I grabbed some coffee and loitered for the better part of an hour, poring over skiing magazines on a heated porch while my companion slurped a Bloody Mary. Despite cold hands and a rumbling stomach, the wait was worth it. I ordered the Benedicto Tuscano, a hunk of French bread topped with a ragout of tomatoes, white beans, kale and squash; two poached eggs; cream cheese hollandaise sauce; and shaved parmesan. Our waiter brought us a cinnamon pancake with pecan butter on the house. I would have waited twice as long.

I had discovered Snooze on TripAdvisor. As of this posting, Snooze is ranked 11th of restaurants in Denver, and dozens of reviews mention the eatery’s discouraging wait time and crowds. But the restaurant’s reputation as a perpetually packed house is what attracted me.

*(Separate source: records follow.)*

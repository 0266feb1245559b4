use chain_types::{RawRecord, RecordOrder, RecordPage};

use crate::error::Result;
use crate::retry_wrapper::RetryPolicy;

/// Which side of a record the index is filtered on.
#[derive(Debug, Clone, Copy, Default, PartialEq, Eq)]
pub enum IndexFilter {
    /// Records of the address, narrowed to the requested record types.
    #[default]
    Address,
    /// Records sent to the address, including the inner entries of aggregates.
    /// The record type filter does not apply.
    Recipient,
}

/// One request against the filtered record index of a replica.
#[derive(Debug, Clone, PartialEq, Eq)]
pub struct PageRequest {
    pub address: String,
    pub filter: IndexFilter,
    pub record_types: Vec<u16>,
    pub page_size: usize,
    pub page_number: u32,
    pub order: RecordOrder,
    /// Opaque cursor; the id of the last record of the previous page.
    pub offset: Option<String>,
}

/// A client to a pool of equivalent record replicas. The replicas
/// provide for
/// 1. paging through the records filtered by address and type
/// 2. fetching the full body of a record by its content hash
#[async_trait::async_trait]
pub trait Client: Send + Sync {
    /// Number of replicas behind this client; replica indices wrap around it.
    fn replica_count(&self) -> usize;

    /// Fetch a single index page from the replica at `replica_index`.
    ///
    /// A missing or empty `data` array is returned as an empty page, never an error.
    async fn get_record_page(&self, replica_index: usize, request: &PageRequest) -> Result<RecordPage>;

    /// Fetch the record with content hash `hash`.
    ///
    /// The first attempt goes to `first_replica`; attempt `k` goes to `first_replica + k` so that a single
    /// failing replica cannot starve a hash.  Every failure is retried up to `policy.max_retries()` times.
    async fn get_record(&self, hash: &str, first_replica: usize, policy: &RetryPolicy) -> Result<RawRecord>;
}
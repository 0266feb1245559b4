/// Macro to create a configuration value group struct.
///
/// Usage:
/// ```ignore
/// chain_config::config_group!({
///     ref test_int: usize = 42;
///     ref test_string: String = "default".to_string();
/// });
/// ```
///
/// This creates a `ConfigValueGroup` struct with the specified fields. `Default` gives the compiled-in
/// values; `apply_env_overrides` reads `CHAINFETCH_<GROUP>_<FIELD>` where `<GROUP>` is the name of the
/// module the macro is invoked in.
#[macro_export]
macro_rules! config_group {
    ({
        $(
            $(#[$meta:meta])*
            ref $name:ident : $type:ty = $value:expr;
        )+
    }) => {
        #[allow(unused_imports)]
        use $crate::ParsableConfigValue;

        /// ConfigValueGroup struct containing all configurable values
        #[derive(Debug, Clone)]
        pub struct ConfigValueGroup {
            $(
                $(#[$meta])*
                #[allow(non_snake_case)]
                pub $name: $type,
            )+
        }

        impl Default for ConfigValueGroup {
            fn default() -> Self {
                Self {
                    $(
                        $name: {
                            let v: $type = $value;
                            v
                        },
                    )+
                }
            }
        }

        impl AsRef<ConfigValueGroup> for ConfigValueGroup {
            fn as_ref(&self) -> &ConfigValueGroup {
                self
            }
        }

        impl ConfigValueGroup {
            pub fn new() -> Self {
                Self::default()
            }

            /// Apply environment variable overrides to this configuration group.
            ///
            /// For module `chain_config::groups::client`, the variable for `fetch_concurrency` is
            /// `CHAINFETCH_CLIENT_FETCH_CONCURRENCY`.
            pub fn apply_env_overrides(&mut self) {
                $(
                    {
                        const ENV_VAR_NAME: &str = const_str::concat!(
                            "CHAINFETCH_",
                            const_str::convert_ascii_case!(upper, konst::string::rsplit_once(module_path!(), "::").unwrap().1),
                            "_",
                            const_str::convert_ascii_case!(upper, stringify!($name)));

                        let maybe_env_value = std::env::var(ENV_VAR_NAME).ok();
                        let default_value: $type = $value;
                        self.$name = <$type>::parse(ENV_VAR_NAME, maybe_env_value, default_value);
                    }
                )+
            }
        }

        pub type ConfigValues = ConfigValueGroup;
    };
}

In Finding the Best Restaurants on the Road, travel expert Ed Hewitt writes, “It may be counterintuitive, but in some cases it pays to follow the crowds — if perhaps not the tourist crowds. If you find a busy restaurant, chances are good that it is busy for a good reason. … At the very least, your meals will likely be fresh, as high volume usually means food does not sit long.”

A line that curls around the block may look daunting, but it’s a sure sign of a crowd-pleasing culinary treasure. If you can’t stand to stand around for a spell, eyeball the hours posted on the restaurant’s door, and arrive right when the place opens. If the restaurant serves dinner and lunch, show up at 3 p.m. for a snack. Don’t flee from the crowds — follow ‘em and then come back at a better time.

How long would you wait for a table at a sought-after restaurant?

–Written by Caroline Costello

Editor’s Note: IndependentTraveler.com is a member of the TripAdvisor Media Group, an operating company of Expedia, Inc.

3 Responses to “Travel Tip of the Week: How to Find a Great Restaurant”

  1. shayne says:

    I waited about two hours for a table at the Michelin-starred Spotted Pig in New York. The leisurely dinner was well worth the wait and the $100 + price tag. So good! They don’t take reservations, but give your name and cell number to the host and they’ll give you a ring when your table is ready.

  2. soliteyah says:

    We waited about 45 minutes for the legendary lobster rolls at Red’s Eats in Wiscasset, Maine this past fall. They were delicious, and the waiting was part of the experience, I think. But I don’t know that I’d wait much longer than an hour to eat somewhere. Usually by the time I turn up at a restaurant I’m already hungry, so I’m not patient enough to wait so long for a meal, no matter how good it is.

  3. This is all so true. Good advice. I think that an hour is probably enough time to wait. It helps if they’ve got a great bar to pass the time enjoyably.